Earlier today, President Obama welcomed Lilly Ledbetter to the White House and signed the Lilly Ledbetter Fair Pay Act. You can find the text of the act here and even leave your comments on it. You can read the President’s remarks here. And you can find the White House blog entry on the subject here.
In signing the bill, the President said:
So signing this bill today is to send a clear message: that making our economy work means making sure it works for everybody; that there are no second-class citizens in our workplaces; and that it’s not just unfair and illegal, it’s bad for business to pay somebody less because of their gender or their age or their race or their ethnicity, religion or disability; and that justice isn’t about some abstract legal theory, or footnote in a casebook. It’s about how our laws affect the daily lives and the daily realities of people: their ability to make a living and care for their families and achieve their goals.
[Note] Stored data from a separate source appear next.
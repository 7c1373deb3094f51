use std::collections::HashMap;

use crate::{GtfsFeed, NoticeContainer, NoticeSeverity, ValidationNotice, Validator};
use gtfs_model::{PickupDropOffType, StopTime};

const CODE_OVERLAPPING_ZONE_AND_WINDOW: &str = "overlapping_zone_and_pickup_drop_off_window";

#[derive(Debug, Default)]
pub struct OverlappingPickupDropOffZoneValidator;

impl Validator for OverlappingPickupDropOffZoneValidator {
    fn name(&self) -> &'static str {
        "overlapping_pickup_drop_off_zone"
    }

    fn validate(&self, feed: &GtfsFeed, notices: &mut NoticeContainer) {
        let locations = feed.locations.as_ref();

        let mut by_trip: HashMap<&str, Vec<(u64, &StopTime)>> = HashMap::new();
        for (index, stop_time) in feed.stop_times.rows.iter().enumerate() {
            let row_number = feed.stop_times.row_number(index);
            let trip_id = stop_time.trip_id.trim();
            if trip_id.is_empty() {
                continue;
            }
            by_trip
                .entry(trip_id)
                .or_default()
                .push((row_number, stop_time));
        }

        for stop_times in by_trip.values() {
            for i in 0..stop_times.len() {
                for j in (i + 1)..stop_times.len() {
                    let (_row_a, stop_time_a) = stop_times[i];
                    let (_row_b, stop_time_b) = stop_times[j];

                    if should_skip_pair(stop_time_a, stop_time_b) {
                        continue;
                    }

                    let (Some(start_a), Some(end_a)) = (
                        stop_time_a.start_pickup_drop_off_window,
                        stop_time_a.end_pickup_drop_off_window,
                    ) else {
                        continue;
                    };
                    let (Some(start_b), Some(end_b)) = (
                        stop_time_b.start_pickup_drop_off_window,
                        stop_time_b.end_pickup_drop_off_window,
                    ) else {
                        continue;
                    };

                    if !windows_overlap(start_a, end_a, start_b, end_b) {
                        continue;
                    }

                    let location_id_a = stop_time_a.location_id.as_deref().map(|s| s.trim()).filter(|s| !s.is_empty());
                    let location_id_b = stop_time_b.location_id.as_deref().map(|s| s.trim()).filter(|s| !s.is_empty());
                    let group_id_a = stop_time_a.location_group_id.as_deref().map(|s| s.trim()).filter(|s| !s.is_empty());
                    let group_id_b = stop_time_b.location_group_id.as_deref().map(|s| s.trim()).filter(|s| !s.is_empty());

                    let mut overlap = false;

                    // Case 1: Same location_id or location_group_id
                    if (location_id_a.is_some() && location_id_a == location_id_b) ||
                       (group_id_a.is_some() && group_id_a == group_id_b) {
                        overlap = true;
                    } 
                    // Case 2: Geospatial overlap of different location_ids
                    else if let (Some(loc_a), Some(loc_b), Some(locs)) = (location_id_a, location_id_b, locations) {
                        if loc_a != loc_b {
                            if let (Some(bounds_a), Some(bounds_b)) = (locs.bounds_by_id.get(loc_a), locs.bounds_by_id.get(loc_b)) {
                                if bounds_a.overlaps(bounds_b) {
                                    overlap = true;
                                }
                            }
                        }
                    }

                    if overlap {
                        let mut notice = ValidationNotice::new(
                            CODE_OVERLAPPING_ZONE_AND_WINDOW,
                            NoticeSeverity::Error,
                            "overlapping pickup/drop-off windows and zones for the same trip",
                        );
                        notice.insert_context_field("endPickupDropOffWindow1", time_value(end_a));
                        notice.insert_context_field("endPickupDropOffWindow2", time_value(end_b));
                        notice.insert_context_field("locationId1", location_id_a.or(group_id_a).unwrap_or(""));
                        notice.insert_context_field("locationId2", location_id_b.or(group_id_b).unwrap_or(""));
                        notice
                            .insert_context_field("startPickupDropOffWindow1", time_value(start_a));
                        notice
                            .insert_context_field("startPickupDropOffWindow2", time_value(start_b));
                        notice.insert_context_field("stopSequence1", stop_time_a.stop_sequence);
                        notice.insert_context_field("stopSequence2", stop_time_b.stop_sequence);
                        notice.insert_context_field("tripId", stop_time_a.trip_id.as_str());
                        notice.field_order = vec![
                            "endPickupDropOffWindow1".to_string(),
                            "endPickupDropOffWindow2".to_string(),
                            "locationId1".to_string(),
                            "locationId2".to_string(),
                            "startPickupDropOffWindow1".to_string(),
                            "startPickupDropOffWindow2".to_string(),
                            "stopSequence1".to_string(),
                            "stopSequence2".to_string(),
                            "tripId".to_string(),
                        ];
                        notices.push(notice);
                    }
                }
            }
        }
    }
}

fn should_skip_pair(a: &StopTime, b: &StopTime) -> bool {
    if has_unknown_type(a) || has_unknown_type(b) {
        return true;
    }

    let pickup_match = a.pickup_type == b.pickup_type;
    let drop_off_match = a.drop_off_type == b.drop_off_type;
    !pickup_match && !drop_off_match
}

fn has_unknown_type(stop_time: &StopTime) -> bool {
    matches!(stop_time.pickup_type, Some(PickupDropOffType::Other))
        || matches!(stop_time.drop_off_type, Some(PickupDropOffType::Other))
}

fn windows_overlap(
    start_a: gtfs_model::GtfsTime,
    end_a: gtfs_model::GtfsTime,
    start_b: gtfs_model::GtfsTime,
    end_b: gtfs_model::GtfsTime,
) -> bool {
    start_a.total_seconds() < end_b.total_seconds()
        && end_a.total_seconds() > start_b.total_seconds()
}

fn time_value(value: gtfs_model::GtfsTime) -> String {
    value.to_string()
}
Ultimately, equal pay isn’t just an economic issue for millions of Americans and their families, it’s a question of who we are — and whether we’re truly living up to our fundamental ideals; whether we’ll do our part, as generations before us, to ensure those words put on paper some 200 years ago really mean something — to breathe new life into them with a more enlightened understanding that is appropriate for our time.
I’ve covered the bill extensively in prior posts, which you can find here, but some final remarks on this new law for now are worth mentioning:
- The final version of this bill does NOT contain provisions relating to the Paycheck Fairness Act. That bill — which was originally part of the House version — did not make it into the Senate version. Thus, the Senate will take that measure up separately, perhaps later this year.
- The bill is retroactive to May 28, 2007, but as the SCOTUS Blog is quick to remind us, it does not "revive" claims that have already been dismissed with a final judgment:
The new law, because it would apply to cases still pending that were filed the day before the Court’s ruling, or thereafter, it has the specific effect of overturning the Ledbetter decision. It cannot alter any case that has been finally decided, however. Congress had the authority to overturn the Ledbetter ruling because that was based only on the Court’s reading of a statute, and not a constitutional provision.
- The bill’s main purpose is to extend statute of limitations on compensation decisions. But the effect of the bill will be to allow for a potential look back on compensation decisions for several years — and perhaps much, longer.